In de afgelopen 25 jaar is de officiële spelling van het Nederlands een paar keer veranderd. Een van de woorden die daarbij voor verwarring zorgden was paardebloem. Of moet dat nou toch paardenbloem zijn, mét tussen‑n?
Waar hebben we het over?
In de Nederlandse taaltraditie is er een beleidsinstantie, de Nederlandse Taalunie, die een “officiële spelling” voorschrijft. Als die officiële spelling wordt aangepast, loopt dat niet altijd in de pas met het levende taalgebruik dat mensen in de praktijk ervaren.
Betekenis en gebruik
- Een paardenbloem is een plant met een kleine gele bloem die, nadat hij uitgebloeid is, verandert in een witte bol van vruchtpluis.

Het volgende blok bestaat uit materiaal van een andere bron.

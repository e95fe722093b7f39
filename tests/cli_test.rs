use assert_cmd::Command;
use predicates::prelude::*;
use std::path::{Path, PathBuf};
use tempfile::TempDir;

fn wsl2_backup() -> Command {
    let mut cmd = Command::cargo_bin("wsl2-backup").unwrap();
    cmd.env_remove("WSL2_BACKUP_CONFIG").env_remove("RUST_LOG");
    cmd
}

/// Write a config whose directories live under `root`
fn write_config(root: &Path, wsl_executable: &str) -> PathBuf {
    let path = root.join("config.toml");
    let contents = format!(
        "BackupPath = '{}'\n\
         AgeOfBackupsToDelete = 30\n\
         MinNumOfBackupsToKeep = 1\n\
         LogPath = '{}'\n\
         AgeOfOldLogFilesToDelete = 7\n\
         WslExecutable = '{}'\n",
        root.join("backups").display(),
        root.join("logs").display(),
        wsl_executable
    );
    std::fs::write(&path, contents).unwrap();
    path
}

fn create_aged_file(dir: &Path, name: &str, days: u64) -> PathBuf {
    std::fs::create_dir_all(dir).unwrap();
    let path = dir.join(name);
    std::fs::write(&path, b"data").unwrap();
    let modified = std::time::SystemTime::now() - std::time::Duration::from_secs(days * 86_400);
    let file = std::fs::File::options().write(true).open(&path).unwrap();
    file.set_times(std::fs::FileTimes::new().set_modified(modified))
        .unwrap();
    path
}

// ─── Help & version ──────────────────────────────────────────────────────────

#[test]
fn test_help_flag() {
    wsl2_backup()
        .arg("--help")
        .assert()
        .success()
        .stdout(predicate::str::contains("timestamped"))
        .stdout(predicate::str::contains("run"))
        .stdout(predicate::str::contains("export"))
        .stdout(predicate::str::contains("list"))
        .stdout(predicate::str::contains("prune"))
        .stdout(predicate::str::contains("config"))
        .stdout(predicate::str::contains("schedule"));
}

#[test]
fn test_version_flag() {
    wsl2_backup()
        .arg("--version")
        .assert()
        .success()
        .stdout(predicate::str::contains("wsl2-backup"));
}

#[test]
fn test_no_subcommand_shows_help() {
    wsl2_backup()
        .assert()
        .failure()
        .stderr(predicate::str::contains("Usage"));
}

// ─── Fatal configuration errors ──────────────────────────────────────────────

#[test]
fn test_run_without_config_fails() {
    let dir = TempDir::new().unwrap();
    wsl2_backup()
        .args(["run", "--config"])
        .arg(dir.path().join("missing.toml"))
        .assert()
        .failure()
        .stderr(predicate::str::contains("Config file not found"));
}

#[test]
fn test_run_with_unknown_key_fails() {
    let dir = TempDir::new().unwrap();
    let config = write_config(dir.path(), "wsl.exe");
    let mut contents = std::fs::read_to_string(&config).unwrap();
    contents.push_str("BackupPaht = 'typo'\n");
    std::fs::write(&config, contents).unwrap();

    wsl2_backup()
        .arg("run")
        .arg("--config")
        .arg(&config)
        .assert()
        .failure()
        .stderr(predicate::str::contains("Config error"));
}

#[test]
fn test_config_from_env_var() {
    let dir = TempDir::new().unwrap();
    wsl2_backup()
        .arg("list")
        .env("WSL2_BACKUP_CONFIG", dir.path().join("nope.toml"))
        .assert()
        .failure()
        .stderr(predicate::str::contains("nope.toml"));
}

// ─── Enumeration failure ─────────────────────────────────────────────────────

#[test]
fn test_run_with_missing_wsl_fails() {
    let dir = TempDir::new().unwrap();
    let config = write_config(dir.path(), "/nonexistent/wsl-xyz123");

    wsl2_backup()
        .arg("run")
        .arg("--config")
        .arg(&config)
        .assert()
        .failure()
        .stderr(predicate::str::contains("Failed to enumerate WSL instances"));

    assert!(!dir.path().join("backups").exists());
}

#[test]
fn test_fatal_error_printed_once_and_kept_in_transcript() {
    let dir = TempDir::new().unwrap();
    let config = write_config(dir.path(), "/nonexistent/wsl-xyz123");

    let output = wsl2_backup()
        .arg("run")
        .arg("--config")
        .arg(&config)
        .assert()
        .failure()
        .get_output()
        .stderr
        .clone();
    let stderr = String::from_utf8_lossy(&output);
    assert_eq!(stderr.matches("Failed to enumerate WSL instances").count(), 1);

    let logs = dir.path().join("logs");
    let transcript = std::fs::read_dir(&logs).unwrap().next().unwrap().unwrap().path();
    let contents = std::fs::read_to_string(transcript).unwrap();
    assert!(contents.contains("Backup aborted: Failed to enumerate WSL instances"));
}

#[test]
fn test_list_with_missing_wsl_fails() {
    let dir = TempDir::new().unwrap();
    let config = write_config(dir.path(), "/nonexistent/wsl-xyz123");

    wsl2_backup()
        .arg("list")
        .arg("--config")
        .arg(&config)
        .assert()
        .failure()
        .stderr(predicate::str::contains("wsl-xyz123"));
}

// ─── Prune command ───────────────────────────────────────────────────────────

#[test]
fn test_prune_dry_run_keeps_files() {
    let dir = TempDir::new().unwrap();
    let config = write_config(dir.path(), "wsl.exe");
    let backups = dir.path().join("backups");
    let old = create_aged_file(&backups, "WSL2 Backup - Ubuntu 2020-01-01-03-00.tar", 90);
    create_aged_file(&backups, "WSL2 Backup - Ubuntu 2020-02-01-03-00.tar", 60);

    wsl2_backup()
        .args(["prune", "--backups", "--dry-run", "--no-color"])
        .arg("--config")
        .arg(&config)
        .assert()
        .success()
        .stdout(predicate::str::contains("Would delete"))
        .stdout(predicate::str::contains("2020-01-01-03-00"));

    assert!(old.exists());
    assert!(!dir.path().join("logs").exists(), "dry run writes no transcript");
}

#[test]
fn test_prune_deletes_and_reports_json() {
    let dir = TempDir::new().unwrap();
    let config = write_config(dir.path(), "wsl.exe");
    let backups = dir.path().join("backups");
    let old = create_aged_file(&backups, "WSL2 Backup - Ubuntu 2020-01-01-03-00.tar", 90);
    let kept = create_aged_file(&backups, "WSL2 Backup - Ubuntu 2020-02-01-03-00.tar", 60);
    let old_log = create_aged_file(&dir.path().join("logs"), "Transcript-2020-01-01.txt", 30);

    let output = wsl2_backup()
        .args(["prune", "--format", "json"])
        .arg("--config")
        .arg(&config)
        .assert()
        .success()
        .get_output()
        .stdout
        .clone();

    let json: serde_json::Value = serde_json::from_slice(&output).unwrap();
    assert_eq!(json["backup_prune"]["deleted"].as_array().unwrap().len(), 1);
    assert_eq!(json["backup_prune"]["protected"], 1);
    assert_eq!(json["log_prune"]["deleted"].as_array().unwrap().len(), 1);

    assert!(!old.exists());
    assert!(kept.exists(), "newest archive is protected by the floor");
    assert!(!old_log.exists());
}

#[test]
fn test_prune_missing_backup_dir_is_not_fatal() {
    let dir = TempDir::new().unwrap();
    let config = write_config(dir.path(), "wsl.exe");

    wsl2_backup()
        .args(["prune", "--backups", "--no-color"])
        .arg("--config")
        .arg(&config)
        .assert()
        .success()
        .stdout(predicate::str::contains("Path not found"));
}

// ─── Config command ──────────────────────────────────────────────────────────

#[test]
fn test_config_init_then_show() {
    let dir = TempDir::new().unwrap();
    let config = dir.path().join("nested").join("config.toml");

    wsl2_backup()
        .args(["config", "init", "--config"])
        .arg(&config)
        .assert()
        .success()
        .stdout(predicate::str::contains("Wrote default config"));
    assert!(config.exists());

    wsl2_backup()
        .args(["config", "show", "--config"])
        .arg(&config)
        .assert()
        .success()
        .stdout(predicate::str::contains("MinNumOfBackupsToKeep"));
}

#[test]
fn test_config_init_refuses_overwrite() {
    let dir = TempDir::new().unwrap();
    let config = write_config(dir.path(), "wsl.exe");

    wsl2_backup()
        .args(["config", "init", "--config"])
        .arg(&config)
        .assert()
        .failure()
        .stderr(predicate::str::contains("--force"));

    wsl2_backup()
        .args(["config", "init", "--force", "--config"])
        .arg(&config)
        .assert()
        .success();
}

#[test]
fn test_config_path() {
    wsl2_backup()
        .args(["config", "path", "--config", "/tmp/somewhere/config.toml"])
        .assert()
        .success()
        .stdout(predicate::str::contains("/tmp/somewhere/config.toml"));
}

// ─── Schedule command ────────────────────────────────────────────────────────

#[test]
fn test_schedule_prints_schtasks_command() {
    wsl2_backup()
        .args(["schedule", "--time", "02:15"])
        .assert()
        .success()
        .stdout(predicate::str::contains("schtasks.exe /Create /SC DAILY"))
        .stdout(predicate::str::contains("/ST 02:15"))
        .stdout(predicate::str::contains("run"));
}

#[test]
fn test_schedule_rejects_bad_time() {
    wsl2_backup()
        .args(["schedule", "--time", "25:99"])
        .assert()
        .failure()
        .stderr(predicate::str::contains("Invalid time"));
}

#[test]
fn test_completions() {
    wsl2_backup()
        .args(["completions", "bash"])
        .assert()
        .success()
        .stdout(predicate::str::contains("wsl2-backup"));
}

- Paardebloem is een oudere (of alternatieve) spelling van paardenbloem.
Voorbeelden
- In de weide stonden veel paardenbloemen.
- In veel tuinen is de paardenbloem een hardnekkig onkruid.
Even opletten
Als je in het Groene Boekje of in de Van Dale kijkt, vertellen ze je dat paardenbloem de enige echte juiste spelling is. Maar volgens Onze Taal is ook paardebloem een acceptabele schrijfwijze.

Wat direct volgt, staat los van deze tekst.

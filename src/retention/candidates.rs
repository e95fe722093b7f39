use glob::{MatchOptions, Pattern};
use std::path::{Path, PathBuf};
use std::time::SystemTime;
use walkdir::WalkDir;

use crate::common::errors::RetentionError;

/// A file that a retention pass may delete
#[derive(Debug, Clone, PartialEq)]
pub struct FileCandidate {
    pub path: PathBuf,
    pub modified: SystemTime,
    pub size_bytes: u64,
}

impl FileCandidate {
    pub fn file_name(&self) -> String {
        self.path
            .file_name()
            .unwrap_or_default()
            .to_string_lossy()
            .to_string()
    }
}

// Windows file name matching ignores case.
const MATCH_OPTIONS: MatchOptions = MatchOptions {
    case_sensitive: false,
    require_literal_separator: true,
    require_literal_leading_dot: false,
};

/// Compile a file-name glob
pub fn compile_pattern(pattern: &str) -> Result<Pattern, RetentionError> {
    Pattern::new(pattern).map_err(|source| RetentionError::Pattern {
        pattern: pattern.to_string(),
        source,
    })
}

/// List regular files directly inside `dir` whose name matches `pattern`.
///
/// Subdirectories are never entered. A symlink counts when its target is a
/// regular file; deleting it removes only the link. Entries come back in
/// file-name order, which is the order ties keep after sorting by
/// modification time.
pub fn find_candidates(dir: &Path, pattern: &str) -> Result<Vec<FileCandidate>, RetentionError> {
    let pattern = compile_pattern(pattern)?;
    let mut candidates = Vec::new();

    let walker = WalkDir::new(dir)
        .follow_links(false)
        .min_depth(1)
        .max_depth(1)
        .sort_by_file_name();

    for entry in walker {
        let entry = match entry {
            Ok(e) => e,
            Err(e) if e.depth() == 0 => {
                let source = e
                    .into_io_error()
                    .unwrap_or_else(|| std::io::Error::other("directory walk failed"));
                return Err(RetentionError::Listing {
                    path: dir.to_path_buf(),
                    source,
                });
            }
            Err(e) => {
                tracing::debug!("Skipping unreadable entry: {}", e);
                continue;
            }
        };

        if !entry.file_type().is_file() && !entry.path_is_symlink() {
            continue;
        }

        let name = entry.file_name().to_string_lossy();
        if !pattern.matches_with(&name, MATCH_OPTIONS) {
            continue;
        }

        // Symlinks are judged by their target.
        let metadata = match std::fs::metadata(entry.path()) {
            Ok(m) if m.is_file() => m,
            Ok(_) => continue,
            Err(e) => {
                tracing::debug!("Skipping {}: {}", entry.path().display(), e);
                continue;
            }
        };
        let modified = match metadata.modified() {
            Ok(t) => t,
            Err(_) => continue,
        };

        candidates.push(FileCandidate {
            path: entry.path().to_path_buf(),
            modified,
            size_bytes: metadata.len(),
        });
    }

    Ok(candidates)
}
pub mod candidates;
pub mod pruner;

pub use candidates::{find_candidates, FileCandidate};
pub use pruner::{
    execute, plan, prune, prune_at, select_for_deletion, FailedDeletion, PruneMode, PrunePlan,
    PruneReport, RetentionRequest,
};
use anyhow::Result;
use clap::Parser;
use colored::Colorize;
use std::path::PathBuf;

use wsl2_backup::cli::args::{Cli, Commands, ConfigAction, OutputFormat};
use wsl2_backup::cli::output;
use wsl2_backup::common::config::Config;
use wsl2_backup::common::logging::{self, LogOptions};
use wsl2_backup::exporter::{ProcessCommandRunner, Wsl};
use wsl2_backup::job::{self, JobOptions, PruneTargets};
use wsl2_backup::schedule::ScheduledTask;

fn main() -> Result<()> {
    let cli = Cli::parse();

    if cli.no_color {
        colored::control::set_override(false);
    }

    match cli.command {
        Commands::Run { dry_run } => cmd_run(&cli, dry_run, false),
        Commands::Export => cmd_run(&cli, false, true),
        Commands::List => cmd_list(&cli),
        Commands::Prune {
            backups,
            logs,
            dry_run,
        } => cmd_prune(&cli, backups, logs, dry_run),
        Commands::Config { ref action } => cmd_config(&cli, action),
        Commands::Schedule {
            ref time,
            ref task_name,
            install,
        } => cmd_schedule(&cli, time, task_name, install),

        Commands::Completions { ref shell } => {
            use clap::CommandFactory;
            let mut cmd = Cli::command();
            let shell = match shell {
                wsl2_backup::cli::args::CompletionShell::Bash => clap_complete::Shell::Bash,
                wsl2_backup::cli::args::CompletionShell::Zsh => clap_complete::Shell::Zsh,
                wsl2_backup::cli::args::CompletionShell::Fish => clap_complete::Shell::Fish,
            };
            clap_complete::generate(shell, &mut cmd, "wsl2-backup", &mut std::io::stdout());
            Ok(())
        }
    }
}

fn config_path(cli: &Cli) -> PathBuf {
    cli.config.clone().unwrap_or_else(Config::default_path)
}

fn log_options(cli: &Cli, transcript_dir: Option<PathBuf>) -> LogOptions {
    LogOptions {
        verbose: cli.verbose,
        quiet: cli.quiet || !matches!(cli.format, OutputFormat::Human),
        color: !cli.no_color,
        transcript_dir,
    }
}

fn show_progress(cli: &Cli) -> bool {
    !cli.quiet && matches!(cli.format, OutputFormat::Human)
}

// ─── Run / Export ─────────────────────────────────────────────────────────────

fn cmd_run(cli: &Cli, dry_run: bool, skip_prune: bool) -> Result<()> {
    let config = Config::load(&config_path(cli))?;

    let transcript = (!dry_run).then(|| config.log_path.clone());
    let _guard = logging::init(&log_options(cli, transcript))?;

    let wsl = Wsl::new(config.wsl_executable.clone());
    let options = JobOptions {
        dry_run,
        skip_prune,
        show_progress: show_progress(cli),
    };

    let report = match job::run_backup(&wsl, &config, &options) {
        Ok(report) => report,
        Err(e) => {
            // anyhow prints the error on the console; record it in the transcript.
            tracing::error!(target: logging::TRANSCRIPT_TARGET, "Backup aborted: {}", e);
            return Err(e.into());
        }
    };

    match cli.format {
        OutputFormat::Human => output::print_run_report(&report),
        OutputFormat::Json => {
            println!("{}", serde_json::to_string_pretty(&output::run_report_json(&report))?)
        }
        OutputFormat::Quiet => output::print_run_quiet(&report),
    }

    Ok(())
}

// ─── List ─────────────────────────────────────────────────────────────────────

fn cmd_list(cli: &Cli) -> Result<()> {
    let config = Config::load(&config_path(cli))?;
    let _guard = logging::init(&log_options(cli, None))?;

    let wsl = Wsl::new(config.wsl_executable.clone());
    let instances = wsl.list_instances()?;

    match cli.format {
        OutputFormat::Human => output::print_instances(&instances),
        OutputFormat::Json => output::print_instances_json(&instances),
        OutputFormat::Quiet => output::print_instances_quiet(&instances),
    }

    Ok(())
}

// ─── Prune ────────────────────────────────────────────────────────────────────

fn cmd_prune(cli: &Cli, backups: bool, logs: bool, dry_run: bool) -> Result<()> {
    let config = Config::load(&config_path(cli))?;

    let transcript = (!dry_run).then(|| config.log_path.clone());
    let _guard = logging::init(&log_options(cli, transcript))?;

    // Neither flag means both targets.
    let targets = if backups || logs {
        PruneTargets { backups, logs }
    } else {
        PruneTargets::default()
    };

    let (backup_result, log_result) = job::run_prune(&config, targets, job::prune_mode(dry_run));

    match cli.format {
        OutputFormat::Human => {
            println!();
            if let Some(result) = &backup_result {
                output::print_prune_result("Backups", result);
            }
            if let Some(result) = &log_result {
                output::print_prune_result("Logs", result);
            }
            if dry_run {
                println!("  {} Dry run — no files deleted.", "ℹ️");
            }
            println!();
        }
        OutputFormat::Json => {
            let json = serde_json::json!({
                "backup_prune": backup_result.as_ref().map(output::prune_result_json),
                "log_prune": log_result.as_ref().map(output::prune_result_json),
            });
            println!("{}", serde_json::to_string_pretty(&json)?);
        }
        OutputFormat::Quiet => {
            for result in [&backup_result, &log_result].into_iter().flatten() {
                match result {
                    Ok(report) => println!("{}  {}", report.directory.display(), report.deleted.len()),
                    Err(e) => println!("{}", e),
                }
            }
        }
    }

    Ok(())
}

// ─── Config ───────────────────────────────────────────────────────────────────

fn cmd_config(cli: &Cli, action: &ConfigAction) -> Result<()> {
    let path = config_path(cli);

    match action {
        ConfigAction::Init { force } => {
            if path.exists() && !force {
                anyhow::bail!(
                    "Config already exists: {} (use --force to overwrite)",
                    path.display()
                );
            }
            let config = Config::default();
            config.save(&path)?;
            println!("  {} Wrote default config to {}", "✓".green(), path.display());
            println!("  Edit BackupPath and LogPath before the first run.");
            Ok(())
        }
        ConfigAction::Show => {
            let config = Config::load(&path)?;
            match cli.format {
                OutputFormat::Human => output::print_config(&path, &config),
                OutputFormat::Json => println!("{}", serde_json::to_string_pretty(&config)?),
                OutputFormat::Quiet => println!("{}", toml::to_string_pretty(&config)?),
            }
            Ok(())
        }
        ConfigAction::Path => {
            println!("{}", path.display());
            Ok(())
        }
    }
}

// ─── Schedule ─────────────────────────────────────────────────────────────────

fn cmd_schedule(cli: &Cli, time: &str, task_name: &str, install: bool) -> Result<()> {
    let task = ScheduledTask::new(task_name, time, cli.config.clone())?;

    if !install {
        println!("{}", task.display_command());
        return Ok(());
    }

    task.install(&ProcessCommandRunner)?;
    println!(
        "  {} Registered task '{}' to run daily at {}",
        "✓".green(),
        task.name,
        task.time.format("%H:%M")
    );
    println!("  {} Runs: {}", "💡", task.task_command().cyan());
    println!();
    Ok(())
}
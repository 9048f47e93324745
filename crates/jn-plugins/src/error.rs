use std::fmt;

/// Result type for jn-plugins operations
pub type Result<T> = std::result::Result<T, Error>;

/// Error types that can occur in the plugins layer
#[derive(Debug)]
pub enum Error {
    /// Inline script metadata block has markers out of order or is unterminated
    MalformedBlock(String),
}

impl fmt::Display for Error {
    fn fmt(&self, f: &mut fmt::Formatter<'_>) -> fmt::Result {
        match self {
            Error::MalformedBlock(msg) => write!(f, "Malformed metadata block: {}", msg),
        }
    }
}

impl std::error::Error for Error {}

Welke vorm je kiest, hangt dus mede af van welke bron je raadpleegt. Maar als vuistregel mag je aannemen dat de spelling mét tussen‑n geldt als de “meest geaccepteerde” schrijfwijze.
Weetje
Een van de redenen dat die woord problematisch is, is dat de officiële spelling is veranderd.

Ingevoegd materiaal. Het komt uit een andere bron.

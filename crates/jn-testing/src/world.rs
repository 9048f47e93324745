use crate::fixtures;
use anyhow::Result;
use assert_cmd::Command;
use std::fs;
use std::path::{Path, PathBuf};
use tempfile::TempDir;

/// Which tier of the layout a fixture lands in
#[derive(Debug, Clone, Copy, PartialEq, Eq)]
pub enum WorldTier {
    Project,
    User,
    Bundled,
}

/// An isolated jn directory layout: install root, fake home, and a
/// project directory, all inside one temp dir.
///
/// # Example
/// ```no_run
/// use jn_testing::TestWorld;
///
/// let world = TestWorld::new();
/// world.add_native_plugin(jn_testing::world::WorldTier::Bundled, "csv", &[r".*\.csv$"]).unwrap();
/// let output = world.run(&["plugin", "list"]).unwrap();
/// assert!(output.status.success());
/// ```
pub struct TestWorld {
    temp_dir: TempDir,
    install_root: PathBuf,
    home: PathBuf,
    project: PathBuf,
}

impl Default for TestWorld {
    fn default() -> Self {
        Self::new()
    }
}

impl TestWorld {
    pub fn new() -> Self {
        let temp_dir = TempDir::new().expect("Failed to create temp dir");
        let install_root = temp_dir.path().join("install");
        let home = temp_dir.path().join("home");
        let project = temp_dir.path().join("project");

        fs::create_dir_all(&install_root).expect("Failed to create install root");
        fs::create_dir_all(&home).expect("Failed to create home");
        fs::create_dir_all(project.join(".jn")).expect("Failed to create project layout");

        Self {
            temp_dir,
            install_root,
            home,
            project,
        }
    }

    pub fn install_root(&self) -> &Path {
        &self.install_root
    }

    pub fn home(&self) -> &Path {
        &self.home
    }

    pub fn project(&self) -> &Path {
        &self.project
    }

    pub fn temp_dir(&self) -> &Path {
        self.temp_dir.path()
    }

    fn plugins_dir(&self, tier: WorldTier, language: &str) -> PathBuf {
        match tier {
            WorldTier::Project => self.project.join(".jn/plugins").join(language),
            WorldTier::User => self.home.join(".local/jn/plugins").join(language),
            WorldTier::Bundled => self.install_root.join("plugins").join(language),
        }
    }

    fn profiles_dir(&self, tier: WorldTier) -> PathBuf {
        match tier {
            WorldTier::Project => self.project.join(".jn/profiles"),
            WorldTier::User => self.home.join(".local/jn/profiles"),
            WorldTier::Bundled => self.install_root.join("profiles"),
        }
    }

    /// Install a fake native plugin answering `--jn-meta` with a minimal
    /// payload for the given match patterns
    pub fn add_native_plugin(&self, tier: WorldTier, name: &str, matches: &[&str]) -> Result<PathBuf> {
        self.add_native_plugin_raw(tier, name, &fixtures::meta_json(name, matches))
    }

    /// Install a fake native plugin with an explicit `--jn-meta` payload
    pub fn add_native_plugin_raw(
        &self,
        tier: WorldTier,
        name: &str,
        meta_json: &str,
    ) -> Result<PathBuf> {
        let dir = self.plugins_dir(tier, "native");
        fs::create_dir_all(&dir)?;
        let path = dir.join(name);
        fs::write(&path, fixtures::native_plugin_body(meta_json))?;
        make_executable(&path)?;
        Ok(path)
    }

    /// Install a native plugin with a hand-written script body (for tests
    /// that need observable runtime behaviour beyond pass-through)
    pub fn add_native_plugin_with_body(
        &self,
        tier: WorldTier,
        name: &str,
        body: &str,
    ) -> Result<PathBuf> {
        let dir = self.plugins_dir(tier, "native");
        fs::create_dir_all(&dir)?;
        let path = dir.join(name);
        fs::write(&path, body)?;
        make_executable(&path)?;
        Ok(path)
    }

    /// Install a script plugin carrying inline metadata
    pub fn add_script_plugin(
        &self,
        tier: WorldTier,
        file_name: &str,
        source: &str,
    ) -> Result<PathBuf> {
        let dir = self.plugins_dir(tier, "script");
        fs::create_dir_all(&dir)?;
        let path = dir.join(file_name);
        fs::write(&path, source)?;
        Ok(path)
    }

    /// Write a profile document at `<tier>/profiles/<relative>`
    pub fn add_profile(&self, tier: WorldTier, relative: &str, body: &str) -> Result<PathBuf> {
        let path = self.profiles_dir(tier).join(relative);
        fs::create_dir_all(path.parent().expect("profile path has a parent"))?;
        fs::write(&path, body)?;
        Ok(path)
    }

    /// Write a data file inside the project directory
    pub fn add_file(&self, relative: &str, content: &str) -> Result<PathBuf> {
        let path = self.project.join(relative);
        if let Some(parent) = path.parent() {
            fs::create_dir_all(parent)?;
        }
        fs::write(&path, content)?;
        Ok(path)
    }

    /// A `jn` command pinned to this world's layout: JN_ROOT at the
    /// install root, HOME at the fake home, JN_PROJECT_DIR and working
    /// directory at the project
    #[allow(deprecated)]
    pub fn command(&self) -> Command {
        let mut cmd = Command::cargo_bin("jn").expect("jn binary should be built");
        cmd.env("JN_ROOT", &self.install_root)
            .env("HOME", &self.home)
            .env("JN_PROJECT_DIR", &self.project)
            .current_dir(&self.project);
        cmd
    }

    /// Run `jn` with the given arguments and collect its output
    pub fn run(&self, args: &[&str]) -> Result<std::process::Output> {
        let mut cmd = self.command();
        Ok(cmd.args(args).output()?)
    }
}

#[cfg(unix)]
fn make_executable(path: &Path) -> Result<()> {
    use std::os::unix::fs::PermissionsExt;
    let mut perms = fs::metadata(path)?.permissions();
    perms.set_mode(0o755);
    fs::set_permissions(path, perms)?;
    Ok(())
}

#[cfg(not(unix))]
fn make_executable(_path: &Path) -> Result<()> {
    Ok(())
}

In 1995 stond nog in het Groene Boekje dat het in de “Nieuwe Spelling” paardebloem moest zijn. Let op: dus zónder tussen‑n. Dit was een van de uitzonderingen op de regel dat samengestelde woorden een tussen‑n krijgen als het eerste deel alleen een meervoud op ‑en kent. Die uitzondering was: als het eerste deel een dierennaam is en het tweede deel een plantkundige term, dan vervalt de tussen‑n. Andere woorden die daaronder vielen waren bijvoorbeeld kattekruid en duivekervel.
Maar in 2005, toen de Nieuwe Spelling werd herzien, is de Taalunie van gedachten veranderd. De hele dier+plant uitzondering is geschrapt, en het werd dus voortaan paardenbloem (en kattenkruid en duivenkervel). Maar inmiddels had de spelling zónder de tussen‑n al tien jaar terrein gewonnen, en dat is een van de redenen waarom veel taalgebruikers nu nog aarzelen over wat de “juiste” schrijfwijze is.
Ik vind die hele tussen‑n een betweterkwestie. Het gaat er m.i. om welk effect het eerste woorddeel op het tweede heeft. Een bijensteek is maar door één bij gepleegd. Bijesteek dus, maar dat bekt niet lekker. Het argument dat je het eerste woorddeel moet zien als meervoudig subject is kul. In de meeste gevallen is de veroorzaker van het tweede deel een enkeling en is een tussen‑e nodig voor de uitspraak, niet om het eerste woorddeel te identificeren. Vervolgens is dus meestal geen tussen‑n nodig: kippe-ei, maar wel bloemenzee. Gewoon gezond verstand gebruiken.
Dank voor je perspectief, Bram. Dit is typisch zo’n taalkwestie waar “de regels” hun best doen om in een logisch raamwerk taaluitingen te vangen die organisch zijn ontstaan en dus juist niet gestructureerd zijn. Dat zal altijd wel blijven wringen…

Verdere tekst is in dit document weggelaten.